The allopathic approach of the Regulars was not only dominant but also
institutionalized in the early twentieth century when organized medicine
completed its process of professionalization by gaining control over medical
education, access to hospitals, and the right to prescribe drugs. The dominance
of this paradigm was reflected in the growing strength of the American Medical
Association. In 1900 the AMA had no more than eight thousand members, but by
1910 membership reached seventy thousand, and by 1920 the majority of physicians
in the United States had become members. In fact, by 1931 only about 5 percent
of all cases of illness were handled by non-MD practitioners.

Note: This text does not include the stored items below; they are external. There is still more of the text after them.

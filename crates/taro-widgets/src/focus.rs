//! Focus coordination for the combobox.
//!
//! Focus leaving the search input or the trigger does not close the panel
//! right away. The coordinator hands out a [`Ticket`] on blur; the combobox
//! yields once to the runtime and then asks the coordinator to
//! [`settle`](FocusCoordinator::settle) that ticket. Some hosts move focus
//! in two steps (out of the control, then into a row), and only the
//! settled location counts.

/// Where keyboard focus currently is, as far as the combobox knows.
#[derive(Debug, Clone, Copy, PartialEq, Eq, Default)]
pub enum FocusTarget {
    /// The closed-state trigger button.
    Trigger,
    /// The search input inside the open panel.
    Input,
    /// The in-panel title / close button.
    Toggle,
    /// A row of the flattened list.
    Row(usize),
    /// The panel footer.
    Footer,
    /// Anything outside the control.
    #[default]
    Outside,
}

impl FocusTarget {
    /// Whether this target is part of the control.
    pub fn is_inside(self) -> bool {
        !matches!(self, FocusTarget::Outside)
    }
}

/// Identifies one deferred blur check.
#[derive(Debug, Clone, Copy, PartialEq, Eq)]
pub struct Ticket(u64);

/// What a settled blur check decided.
#[derive(Debug, Clone, Copy, PartialEq, Eq)]
pub enum Settled {
    /// Focus left the control: dismiss the panel.
    Dismiss,
    /// Focus stayed inside the control.
    Stay,
    /// The ticket was superseded, or the control is closed or unmounted.
    Stale,
}

#[derive(Debug, Clone)]
pub struct FocusCoordinator {
    current: FocusTarget,
    epoch: u64,
    pending: Option<u64>,
    mounted: bool,
}

impl FocusCoordinator {
    pub fn new() -> Self {
        Self {
            current: FocusTarget::Outside,
            epoch: 0,
            pending: None,
            mounted: true,
        }
    }

    pub fn current(&self) -> FocusTarget {
        self.current
    }

    /// Record that focus moved to `target`.
    pub fn focus(&mut self, target: FocusTarget) {
        self.current = target;
    }

    /// Record a blur and return the ticket for the deferred check.
    pub fn blur(&mut self) -> Ticket {
        self.epoch += 1;
        self.pending = Some(self.epoch);
        Ticket(self.epoch)
    }

    /// Invalidate any outstanding ticket. Called on every open and close so
    /// a check scheduled in an earlier open phase cannot act on a later one.
    pub fn invalidate(&mut self) {
        self.epoch += 1;
        self.pending = None;
    }

    /// Resolve a deferred check against the state at resume time.
    pub fn settle(&mut self, ticket: Ticket, is_open: bool) -> Settled {
        if !self.mounted || self.pending != Some(ticket.0) {
            return Settled::Stale;
        }
        self.pending = None;
        if !is_open {
            return Settled::Stale;
        }
        if self.current.is_inside() {
            Settled::Stay
        } else {
            Settled::Dismiss
        }
    }

    /// Return focus to the trigger after the panel closes, unless the user
    /// already moved it somewhere outside the control. Returns whether focus
    /// moved.
    pub fn restore_to_trigger(&mut self) -> bool {
        if self.current == FocusTarget::Outside || self.current == FocusTarget::Trigger {
            return false;
        }
        self.current = FocusTarget::Trigger;
        true
    }

    /// Detach from the host. Pending checks resolve as stale from now on.
    pub fn unmount(&mut self) {
        self.mounted = false;
        self.pending = None;
    }
}

impl Default for FocusCoordinator {
    fn default() -> Self {
        Self::new()
    }
}

#[cfg(test)]
mod tests {
    use super::*;

    #[test]
    fn starts_outside() {
        let fc = FocusCoordinator::new();
        assert_eq!(fc.current(), FocusTarget::Outside);
    }

    #[test]
    fn settle_outside_dismisses() {
        let mut fc = FocusCoordinator::new();
        fc.focus(FocusTarget::Input);
        let ticket = fc.blur();
        fc.focus(FocusTarget::Outside);
        assert_eq!(fc.settle(ticket, true), Settled::Dismiss);
    }

    #[test]
    fn settle_inside_stays() {
        let mut fc = FocusCoordinator::new();
        fc.focus(FocusTarget::Input);
        let ticket = fc.blur();
        // Two-step move: out, then onto a row before the check runs.
        fc.focus(FocusTarget::Outside);
        fc.focus(FocusTarget::Row(2));
        assert_eq!(fc.settle(ticket, true), Settled::Stay);
    }

    #[test]
    fn superseded_ticket_is_stale() {
        let mut fc = FocusCoordinator::new();
        let old = fc.blur();
        let new = fc.blur();
        assert_eq!(fc.settle(old, true), Settled::Stale);
        assert_eq!(fc.settle(new, true), Settled::Dismiss);
    }

    #[test]
    fn ticket_settles_once() {
        let mut fc = FocusCoordinator::new();
        let ticket = fc.blur();
        assert_eq!(fc.settle(ticket, true), Settled::Dismiss);
        assert_eq!(fc.settle(ticket, true), Settled::Stale);
    }

    #[test]
    fn invalidate_discards_pending() {
        let mut fc = FocusCoordinator::new();
        let ticket = fc.blur();
        fc.invalidate();
        assert_eq!(fc.settle(ticket, true), Settled::Stale);
    }

    #[test]
    fn closed_panel_is_stale() {
        let mut fc = FocusCoordinator::new();
        let ticket = fc.blur();
        assert_eq!(fc.settle(ticket, false), Settled::Stale);
    }

    #[test]
    fn unmount_discards_pending() {
        let mut fc = FocusCoordinator::new();
        let ticket = fc.blur();
        fc.unmount();
        assert_eq!(fc.settle(ticket, true), Settled::Stale);
    }

    #[test]
    fn restore_skips_outside() {
        let mut fc = FocusCoordinator::new();
        fc.focus(FocusTarget::Row(0));
        assert!(fc.restore_to_trigger());
        assert_eq!(fc.current(), FocusTarget::Trigger);

        fc.focus(FocusTarget::Outside);
        assert!(!fc.restore_to_trigger());
        assert_eq!(fc.current(), FocusTarget::Outside);
    }
}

This exponential increase in the power and professional authority of regular
doctors surprisingly did not rest primarily on the provision of more effective
medicines; these were slow to be developed. Instead, doctors were forced to find
other ways to assert their newly established social and cultural legitimacy. One
strategy was to position themselves as experts in not only the physical but also
the moral health of the nation. In the nineteenth century, condemnation of birth
control and abortion, for instance, provided physicians with a clear moral
platform that allowed them to denounce practices still largely in the hands of
"irregulars." According to Carol Smith-Rosenberg, these efforts to limit women's
reproductive choices became a key arena "in the war between the allopaths and
the 'irregulars' for patients and for power .... The 'irregular' physician and
the 'irregular' wife, the 'regulars' insisted, conspired together against public
order and national well-being." As Carol Weisman observes, this claim of medical
and moral expertise "provided regular physicians with an element of social
respectability and moral authority, which was enhanced by publicly criticizing
the abortion practices of other practitioners and the crass commercialism of
purveyors of contraceptives and abortifacients."
At the end of the nineteenth century, flush with its legislative success against
abortion, the AMA turned its attention to another arena that neatly linked
morality and public health: the provision of drugs. Physicians enhanced their
professional authority by speaking out against the dangers of addictive drugs
frequently found in "patent medicines" and available directly to the public.
Because the formulae of proprietary medicines were secret, it was impossible for
patients to judge the safety of those drugs. The practitioners of organized
medicine thus joined forces with muckraking journalists to bring to the public's
attention the possible risks of patent medicines. This important public service
had a significant payoff for the profession as well, reinforcing a growing
distinction in the public mind between good drugs (dispensed by doctors) and bad
drugs (available directly to the public by unlicensed practitioners).